Blue Hills Trail CONDITIONS
Good fall color. Good hiking and biking throughout the trail system. A small segment of the East Side trails still needs mowing (look at the mowing report below). As of September 1st, THE ENTIRE TRAIL SYSTEM has been cleared of downed trees resulting from the devastating December 2022 ice storm. Click here for maps showing the open trails. Trails involved in logging this past year have a dirt surface rather than grass (see logging notes under 'Important Updates').
Insect activity is low.
1-Logging on the West Side between intersections Y & Z is done for now.
2-Autumn 2022, loggers cut a large timber sale on the East Side. It's probably wise to avoid hiking those trails in all but very dry weather. Click here for a map showing the involved trails.
April 30: damp leaf top dusting
grooming & MOWING
After the December 2022 ice storm brought down an incredible number of trees throughout our 20+ miles of trails, spring of 2023 our officers weren't confident we'd be able to remove all the damage before the winter of 2023-24. At best, we hoped to clear the damage from our favorite trails. But guess what? As of September 1st 2023, 100% of the trail system has been cleared of downed and leaning trees. Amazing! Amazing!! Amazing!!!
Here's a time capsule of the removal of the storm damage...
- Late December we spent close to $7500 when we rented and operated heavy equipment (backhoe and skidsteer) to clear about 40% of the East Side Trails. Good skiing followed.

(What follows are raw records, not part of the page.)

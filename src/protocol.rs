//! Driver protocol: commands read from the terminal and replies sent back (serde ready).
//! Replies are plain values so they can be printed as text or as JSON lines.

use serde::Serialize;

use crate::countdown::{ChronoStats, ChronoTypeMode, Phase};
use crate::domain::{Answer, Category, GameStats, HistoryEntry, Question};
use crate::keymap::{Binding, Shortcuts};
use crate::summary::Summary;

/// One line of input.
#[derive(Clone, Debug, PartialEq, Eq)]
pub enum Command {
  /// A raw shortcut symbol, resolved through the keymap.
  Key(String),
  ToggleDual,
  ToggleFeedback,
  Stats,
  History,
  Summary,
  OpenChrono,
  StartChrono(ChronoTypeMode),
  CancelChrono,
  CloseChrono,
  Bind { slot: Binding, symbol: String },
  Shortcuts,
  Help,
  Quit,
}

/// Words `parse_command` reads as commands; none of them can reach the keymap.
pub const COMMAND_WORDS: &[&str] = &[
  "dual", "feedback", "stats", "history", "summary", "chrono", "start", "cancel", "close", "bind", "shortcuts",
  "help", "quit", "exit",
];

pub fn is_command_word(symbol: &str) -> bool {
  COMMAND_WORDS.iter().any(|w| w.eq_ignore_ascii_case(symbol.trim()))
}

/// Parse an input line. Anything that is not a known word is treated as a key symbol.
pub fn parse_command(line: &str) -> Result<Command, String> {
  if line == " " {
    return Ok(Command::Key(line.to_string()));
  }
  let mut words = line.split_whitespace();
  let Some(head) = words.next() else {
    return Ok(Command::Key(String::new()));
  };
  let rest: Vec<&str> = words.collect();

  let cmd = match (head.to_ascii_lowercase().as_str(), rest.as_slice()) {
    ("dual", []) => Command::ToggleDual,
    ("feedback", []) => Command::ToggleFeedback,
    ("stats", []) => Command::Stats,
    ("history", []) => Command::History,
    ("summary", []) => Command::Summary,
    ("chrono", []) => Command::OpenChrono,
    ("start", []) => Command::StartChrono(ChronoTypeMode::default()),
    ("start", [mode]) => Command::StartChrono(mode.parse()?),
    ("cancel", []) => Command::CancelChrono,
    ("close", []) => Command::CloseChrono,
    ("bind", [slot, symbol]) => Command::Bind { slot: slot.parse()?, symbol: symbol.to_string() },
    ("bind", _) => return Err("Usage: bind <action> <key>".into()),
    ("shortcuts", []) => Command::Shortcuts,
    ("help", []) => Command::Help,
    ("quit", []) | ("exit", []) => Command::Quit,
    (_, []) => Command::Key(head.to_string()),
    _ => return Err(format!("Unknown command: {}", line.trim())),
  };
  Ok(cmd)
}

/// Question as shown to the player (no answer attached).
#[derive(Clone, Debug, PartialEq, Eq, Serialize)]
#[serde(rename_all = "camelCase")]
pub struct QuestionOut {
  pub attacker: Category,
  pub defender1: Category,
  #[serde(skip_serializing_if = "Option::is_none")]
  pub defender2: Option<Category>,
}

pub fn to_out(q: &Question) -> QuestionOut {
  QuestionOut {
    attacker: q.attacker,
    defender1: q.defender1,
    defender2: q.defender2,
  }
}

/// Messages the game sends back to the terminal.
#[derive(Clone, Debug, PartialEq, Serialize)]
#[serde(tag = "type", rename_all = "snake_case")]
pub enum Reply {
  Question {
    question: QuestionOut,
  },
  AnswerResult {
    correct: bool,
    points: u32,
    #[serde(rename = "userAnswer")]
    user_answer: Answer,
    #[serde(rename = "correctAnswer")]
    correct_answer: Answer,
    multiplier: &'static str,
    streak: u32,
    /// Feedback is on screen; the next question waits for `continue`.
    #[serde(rename = "awaitingContinue")]
    awaiting_continue: bool,
  },
  Stats {
    stats: GameStats,
    #[serde(rename = "accuracyPercent")]
    accuracy_percent: u32,
  },
  History {
    entries: Vec<HistoryEntry>,
  },
  Summary {
    summary: Summary,
  },
  Modes {
    #[serde(rename = "dualMode")]
    dual_mode: bool,
    #[serde(rename = "showFeedback")]
    show_feedback: bool,
  },
  Countdown {
    phase: Phase,
    mode: ChronoTypeMode,
    #[serde(rename = "timeLeft")]
    time_left: u32,
    stats: ChronoStats,
    #[serde(rename = "accuracyPercent")]
    accuracy_percent: u32,
    /// Challenge answers, newest first. Filled only on the results screen.
    #[serde(skip_serializing_if = "Vec::is_empty")]
    history: Vec<HistoryEntry>,
  },
  Shortcuts {
    shortcuts: Shortcuts,
  },
  Reset,
  Help {
    text: String,
  },
  Ignored {
    reason: String,
  },
  Error {
    message: String,
  },
}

- Early January the Rusk Forestry Department contracted removal of downed trees from Excelsior Road on the West Side. And we thoroughly enjoyed skiing that segment.
- January/February BHTA volunteers (Blue Hills Trail Assn) spent several days clearing a few important trails on the East Side. Really tough work removing ice encrusted tree tops buried in 2+ feet of snow.
- We enjoyed some mighty fine skiing on the open trails -- and enjoyed the overall record snowfall and winter that wouldn't quit.
- In May, our volunteers provided 4 separate sessions of tree removal that buoyed our spirits. Then the bugs moved in.
- During June/July/August, we hired an affordable work crew from the Flambeau Correctional Center to clear most of the West Side trails, and several important loops on the East Side. They worked 7 full days for us! And did a great job in prepping for winter (removing not only the downed trees, but also the leaners that would block the trails when snow loaded).
- Once the bugs backed off in August, we organized several mornings for our volunteers to continue chainsaw work on the East Side. The last session was August 30th as we cleared the 'Far East' trails.
I think this is a fair estimate of the degree of damage we dealt with this past 9 months: 100 trees removed per km, 10 trees removed each 100 meters. That's an average, some areas weren't too bad, other areas were an unbelievable tangled mess. We removed many small trees, many medium size trees, occasional very big trees. For our 35+ km of non-motorized trails, that amounts to 3500 trees cleared to make way for our hunters, bikers, snowshoers, and skiers.
In between sessions to clear trees, we've found time to mow most of the East Side of the trail system. Those trails are in great shape, just in time for fall weather. The Rusk County Forestry Department is handling most of the mowing of the West Side - hopefully that mowing will soon start.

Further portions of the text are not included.